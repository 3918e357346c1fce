// SPDX-License-Identifier: Apache-2.0
// Copyright 2025 Ankit Kumar Pandey

//! Workload engine: composes the kernels into one unit of work per probe call.
//!
//! Two flavours share the same pipeline and differ only in key derivation,
//! cache policy, Fibonacci memoization and the trailing mixing stage:
//!
//! | flavour | key | cache | fib memo | mixing |
//! |---|---|---|---|---|
//! | managed | string DJB2 | FIFO, 5000 entries, `f64` | yes | no |
//! | native | integer DJB2 | direct-mapped, 1024 slots, `i32` | no | yes |
//!
//! Cache, statistics and memo state sit behind one mutex per engine.
//! Concurrent probe calls serialize on the stateful half of the pipeline;
//! the pure kernels (primality, matrix, mixing) run after the lock is dropped.

use std::hint::black_box;
use std::sync::{Mutex, MutexGuard, PoisonError};

use serde::{Deserialize, Serialize};

use crate::workload::cache::{
    BoundedCache, CacheCounters, DirectMappedCache, FifoCache, FIFO_CEILING,
};
use crate::workload::hash::{CacheKey, KeyDerivation};
use crate::workload::kernels::{
    fib_index, heavy_result, is_prime, matrix_reduce, mix_scratch, prime_candidate,
    SequenceMemo, SCRATCH_LEN,
};
use crate::workload::statistics::{Analysis, RunningStatistics};

/// Every this many calls the engine serializes a state snapshot and throws
/// it away, as part of the simulated cost.
pub const SNAPSHOT_INTERVAL: u64 = 10_000;

/// Which engine flavour produced a record.
#[derive(Debug, Clone, Copy, PartialEq, Eq, Hash, Serialize, Deserialize)]
#[serde(rename_all = "snake_case")]
pub enum EngineFlavor {
    Managed,
    Native,
}

impl std::fmt::Display for EngineFlavor {
    fn fmt(&self, f: &mut std::fmt::Formatter<'_>) -> std::fmt::Result {
        match self {
            Self::Managed => write!(f, "managed"),
            Self::Native => write!(f, "native"),
        }
    }
}

#[derive(Debug, Clone, Copy, PartialEq, Eq, Serialize, Deserialize)]
#[serde(rename_all = "snake_case")]
pub enum CacheOutcome {
    Hit,
    Miss,
}

/// Everything one workload call produced. Transient: built per call and
/// dropped by the caller once the probe returns.
#[derive(Debug, Clone, PartialEq, Serialize, Deserialize)]
pub struct ProbeCallRecord {
    pub a: i32,
    pub b: i32,
    pub key: CacheKey,
    pub outcome: CacheOutcome,
    /// Cached heavy result, widened to `f64` for both flavours.
    pub cached: f64,
    pub analysis: Analysis,
    pub fib_index: u32,
    pub fib_value: u64,
    pub is_prime: bool,
    pub matrix: i32,
    /// Sorted mixing buffer; native flavour only.
    pub scratch: Option<[i32; SCRATCH_LEN]>,
}

/// Point-in-time view of an engine's accumulated state.
#[derive(Debug, Clone, PartialEq, Serialize, Deserialize)]
pub struct WorkloadSnapshot {
    pub flavor: EngineFlavor,
    pub calls: u64,
    pub cache_size: usize,
    pub cache_capacity: usize,
    pub cache: CacheCounters,
    pub sample_count: usize,
    pub min: Option<i64>,
    pub max: Option<i64>,
    pub lifetime_mean: Option<f64>,
}

/// One workload engine as seen by probe callbacks.
pub trait Workload: Send + Sync {
    fn flavor(&self) -> EngineFlavor;

    /// Run the full pipeline for one probe call.
    fn run(&self, a: i32, b: i32) -> ProbeCallRecord;

    fn snapshot(&self) -> WorkloadSnapshot;
}

/// Value type a cache flavour stores for the heavy result.
pub trait CacheValue: Copy + Send + 'static {
    fn from_heavy(value: f64) -> Self;

    fn widen(self) -> f64;

    /// 32-bit view fed to the mixing stage.
    fn scalar(self) -> i32;
}

impl CacheValue for f64 {
    fn from_heavy(value: f64) -> Self {
        value
    }

    fn widen(self) -> f64 {
        self
    }

    fn scalar(self) -> i32 {
        self as i32
    }
}

impl CacheValue for i32 {
    fn from_heavy(value: f64) -> Self {
        // Saturating, NaN maps to 0.
        value as i32
    }

    fn widen(self) -> f64 {
        self as f64
    }

    fn scalar(self) -> i32 {
        self
    }
}

#[derive(Debug)]
struct EngineState<C> {
    cache: C,
    stats: RunningStatistics,
    sequence: SequenceMemo,
    calls: u64,
}

/// Workload engine generic over the cached value type and cache policy.
#[derive(Debug)]
pub struct WorkloadEngine<V, C> {
    flavor: EngineFlavor,
    derivation: KeyDerivation,
    mixing: bool,
    state: Mutex<EngineState<C>>,
    _value: std::marker::PhantomData<fn() -> V>,
}

/// Engine driven from managed probe callbacks.
pub type ManagedEngine = WorkloadEngine<f64, FifoCache<f64>>;

/// Engine behind the native `extern "C"` entry point.
pub type NativeEngine = WorkloadEngine<i32, DirectMappedCache<i32>>;

impl ManagedEngine {
    pub fn managed() -> Self {
        Self::with_parts(
            EngineFlavor::Managed,
            KeyDerivation::String,
            FifoCache::new(FIFO_CEILING),
            SequenceMemo::memoized(),
            false,
        )
    }
}

impl Default for ManagedEngine {
    fn default() -> Self {
        Self::managed()
    }
}

impl NativeEngine {
    pub fn native() -> Self {
        Self::with_parts(
            EngineFlavor::Native,
            KeyDerivation::Integer,
            DirectMappedCache::new(),
            SequenceMemo::iterative(),
            true,
        )
    }
}

impl Default for NativeEngine {
    fn default() -> Self {
        Self::native()
    }
}

impl<V, C> WorkloadEngine<V, C>
where
    V: CacheValue,
    C: BoundedCache<V> + Send,
{
    fn with_parts(
        flavor: EngineFlavor,
        derivation: KeyDerivation,
        cache: C,
        sequence: SequenceMemo,
        mixing: bool,
    ) -> Self {
        Self {
            flavor,
            derivation,
            mixing,
            state: Mutex::new(EngineState {
                cache,
                stats: RunningStatistics::new(),
                sequence,
                calls: 0,
            }),
            _value: std::marker::PhantomData,
        }
    }

    // No kernel can panic mid-update, so a poisoned lock still guards
    // consistent state.
    fn lock(&self) -> MutexGuard<'_, EngineState<C>> {
        self.state.lock().unwrap_or_else(PoisonError::into_inner)
    }

    fn snapshot_of(&self, state: &EngineState<C>) -> WorkloadSnapshot {
        WorkloadSnapshot {
            flavor: self.flavor,
            calls: state.calls,
            cache_size: state.cache.len(),
            cache_capacity: state.cache.capacity(),
            cache: state.cache.counters(),
            sample_count: state.stats.window().len(),
            min: state.stats.min(),
            max: state.stats.max(),
            lifetime_mean: state.stats.lifetime_mean(),
        }
    }
}

impl<V, C> Workload for WorkloadEngine<V, C>
where
    V: CacheValue,
    C: BoundedCache<V> + Send,
{
    fn flavor(&self) -> EngineFlavor {
        self.flavor
    }

    fn run(&self, a: i32, b: i32) -> ProbeCallRecord {
        let key = self.derivation.derive(a, b);

        let (outcome, cached, analysis, fib_index, fib_value) = {
            let mut state = self.lock();

            let (outcome, cached) = match state.cache.lookup(key) {
                Some(value) => (CacheOutcome::Hit, value),
                None => {
                    let value = V::from_heavy(heavy_result(a, b));
                    state.cache.store(key, value);
                    (CacheOutcome::Miss, value)
                }
            };

            let analysis = state.stats.observe(a as i64 + b as i64);
            let index = fib_index(a, b);
            let fib_value = state.sequence.nth(index);

            state.calls += 1;
            if state.calls % SNAPSHOT_INTERVAL == 0 {
                let snapshot = self.snapshot_of(&state);
                black_box(serde_json::to_string(&snapshot).map(|s| s.len()).ok());
            }

            (outcome, cached, analysis, index, fib_value)
        };

        let prime = is_prime(prime_candidate(a, b));
        let matrix = matrix_reduce(a, b);
        let scratch = self
            .mixing
            .then(|| black_box(mix_scratch(cached.scalar(), matrix, prime)));

        ProbeCallRecord {
            a,
            b,
            key,
            outcome,
            cached: cached.widen(),
            analysis,
            fib_index,
            fib_value,
            is_prime: prime,
            matrix,
            scratch,
        }
    }

    fn snapshot(&self) -> WorkloadSnapshot {
        let state = self.lock();
        self.snapshot_of(&state)
    }
}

────────

- [TASK STATEMENT] Restate word for word the lines of the data above, starting at the line containing "one probe call." and ending at the line containing "pub trait CacheValue: Copy", both included, and nothing more.

- [TASK RESULT]
    /// Run the full pipeline for one probe call.
    fn run(&self, a: i32, b: i32) -> ProbeCallRecord;

    fn snapshot(&self) -> WorkloadSnapshot;
}

/// Value type a cache flavour stores for the heavy result.
pub trait CacheValue: Copy + Send + 'static {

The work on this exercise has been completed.